過去に生徒の骨折などの事故も起きているなか、なぜ未だに禁止にならないのか。学校教育におけるリスクについて研究する教育社会学者の内田良氏によると、最近になって再び巨大化の兆しさえあるという。
巨大組み体操は過去のもの、ではない
巨大組み体操の危険性が知られるようになって、数年が経過した。ついには、国連も動いた。
学校がウェブサイトに巨大ピラミッドやタワーの写真を誇らしげに掲載するのは、すっかり過去のことになった。多くの学校で巨大組み体操は姿を消し、運動会も安心して観ていられる状況が訪れつつある。
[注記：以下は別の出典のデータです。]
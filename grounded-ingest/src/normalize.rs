//! Cell parsing and typed-row construction.
//!
//! Unparseable numbers and booleans become `None`; they are excluded from
//! sums downstream but never fail the load.

use grounded_core::{CanonicalMap, CrmRow, GlossaryRow, RowRef, SalesRow, SettingsRow, StockRow, TabName};

use crate::loader::RawRow;

/// Parse a numeric cell. Thousands separators are accepted.
pub fn to_number(cell: &str) -> Option<f64> {
    let s = cell.trim().replace(',', "");
    if s.is_empty() {
        return None;
    }
    s.parse::<f64>().ok().filter(|n| n.is_finite())
}

/// Parse a boolean cell: `true/yes/y/1` or `false/no/n/0`, any case.
pub fn to_bool(cell: &str) -> Option<bool> {
    match cell.trim().to_lowercase().as_str() {
        "true" | "yes" | "y" | "1" => Some(true),
        "false" | "no" | "n" | "0" => Some(false),
        _ => None,
    }
}

fn text(raw: &RawRow, col: &str) -> String {
    raw.get(col).trim().to_string()
}

pub fn settings_row(raw: &RawRow) -> SettingsRow {
    SettingsRow {
        source: RowRef::new(TabName::Settings, raw.row_number),
        key: text(raw, "key"),
        value: text(raw, "value"),
    }
}

pub fn glossary_row(raw: &RawRow) -> GlossaryRow {
    GlossaryRow {
        source: RowRef::new(TabName::Glossary, raw.row_number),
        term: text(raw, "term"),
        synonyms: text(raw, "synonyms"),
        canonical: text(raw, "canonical"),
    }
}

pub fn stock_row(raw: &RawRow, canon: &CanonicalMap) -> StockRow {
    StockRow {
        source: RowRef::new(TabName::Stock, raw.row_number),
        distributor: canon.canonicalize(raw.get("distributor")),
        product: canon.canonicalize(raw.get("product")),
        sku: text(raw, "sku"),
        quantity: to_number(raw.get("quantity")),
        last_updated: text(raw, "last_updated"),
    }
}

pub fn sales_row(raw: &RawRow, canon: &CanonicalMap) -> SalesRow {
    SalesRow {
        source: RowRef::new(TabName::Sales, raw.row_number),
        month: text(raw, "month"),
        territory: canon.canonicalize(raw.get("territory")),
        brick: canon.canonicalize(raw.get("brick")),
        rep: canon.canonicalize(raw.get("rep")),
        product: canon.canonicalize(raw.get("product")),
        target: to_number(raw.get("target")),
        achieved: to_number(raw.get("achieved")),
    }
}

pub fn crm_row(raw: &RawRow, canon: &CanonicalMap) -> CrmRow {
    CrmRow {
        source: RowRef::new(TabName::Crm, raw.row_number),
        week: text(raw, "week"),
        territory: canon.canonicalize(raw.get("territory")),
        rep: canon.canonicalize(raw.get("rep")),
        doctor: canon.canonicalize(raw.get("doctor")),
        specialty: canon.canonicalize(raw.get("specialty")),
        visits: to_number(raw.get("visits")),
        coverage_flag: to_bool(raw.get("coverage_flag")),
    }
}

#[cfg(test)]
mod tests {
    use super::*;

    fn raw(row_number: usize, pairs: &[(&str, &str)]) -> RawRow {
        RawRow::new(
            row_number,
            pairs.iter().map(|(k, v)| (k.to_string(), v.to_string())).collect(),
        )
    }

    #[test]
    fn test_to_number() {
        assert_eq!(to_number(" 1,200.5 "), Some(1200.5));
        assert_eq!(to_number("-3"), Some(-3.0));
        assert_eq!(to_number(""), None);
        assert_eq!(to_number("n/a"), None);
        assert_eq!(to_number("inf"), None);
    }

    #[test]
    fn test_to_bool() {
        for s in ["TRUE", "yes", "Y", "1"] {
            assert_eq!(to_bool(s), Some(true), "{s}");
        }
        for s in ["false", "No", "n", " 0 "] {
            assert_eq!(to_bool(s), Some(false), "{s}");
        }
        assert_eq!(to_bool("maybe"), None);
        assert_eq!(to_bool(""), None);
    }

    #[test]
    fn test_sales_row_canonicalizes_dimensions_only() {
        let canon = CanonicalMap::from_glossary(&[GlossaryRow {
            source: RowRef::new(TabName::Glossary, 2),
            term: "North".to_string(),
            synonyms: "north region, nr".to_string(),
            canonical: "North".to_string(),
        }]);
        let row = sales_row(
            &raw(
                4,
                &[
                    ("month", " 2025-01 "),
                    ("territory", "NR"),
                    ("target", "1,000"),
                    ("achieved", "oops"),
                ],
            ),
            &canon,
        );
        assert_eq!(row.source, RowRef::new(TabName::Sales, 4));
        assert_eq!(row.month, "2025-01");
        assert_eq!(row.territory, "North");
        assert_eq!(row.brick, "");
        assert_eq!(row.target, Some(1000.0));
        assert_eq!(row.achieved, None);
    }

    #[test]
    fn test_crm_row_parses_flag_and_visits() {
        let row = crm_row(
            &raw(2, &[("week", "W05"), ("visits", "3"), ("coverage_flag", "yes")]),
            &CanonicalMap::default(),
        );
        assert_eq!(row.visits, Some(3.0));
        assert_eq!(row.coverage_flag, Some(true));
    }
}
ところが一部の地域で、巨大組み体操がいまもなお、ひっそりと披露されつづけている。それどころか、再び巨大化の兆しさえ見えつつある。学校はなぜ、高いリスクを冒してまで巨大な組み方にこだわりつづけるのか。

Twitterをとおして私が保護者や教育関係者から巨大組み体操の危険性を知らされたのは、2014年5月のことであった。
その当時私は「組み体操」なるものが何なのかわからず、巨大な組み方の動画や画像を見て驚愕したことを、いまでもはっきりと覚えている。これは放置しておくわけにはいかないと、慌てて各種データや資料を参照し、「【緊急提言】組体操は、やめたほうがよい。子どものためにも、そして先生のためにも。」と題するウェブ記事を発表した。
組み体操に何の先入観もない立場からすると、巨大なピラミッドやタワーは「危ない!」の一言に尽きる。中学生による10段のピラミッドは、高さ約7メートル、土台の最大負荷量は約200kg/人に達する。それは極端な例だとしても、高さが4~5m、負荷が100kgを超えるような組み方はまったく珍しくない。
これを冷静に観察するならば、教師が体育の時間に子どもを高さ数メートルの脚立に乗せてそれをグラグラと揺り動かしたり(実際に組み体操はグラグラと揺れる)、子どもの背中に100kgの石を乗せたりしている状態である。組み体操に特段の思い入れのない私にとっては、巨大組み体操は、生身の子どもたちを駒に使った危険な構造物にしか見えなかった。
国の注意喚起で事故が減少したが…
さすがにこれには、国も口出しをした。巨大組み体操の危険性をマスコミが次々と報じるなかで、スポーツ庁は2016年3月に「組体操等による事故の防止について」という通知を発出し、次のように注意を喚起した。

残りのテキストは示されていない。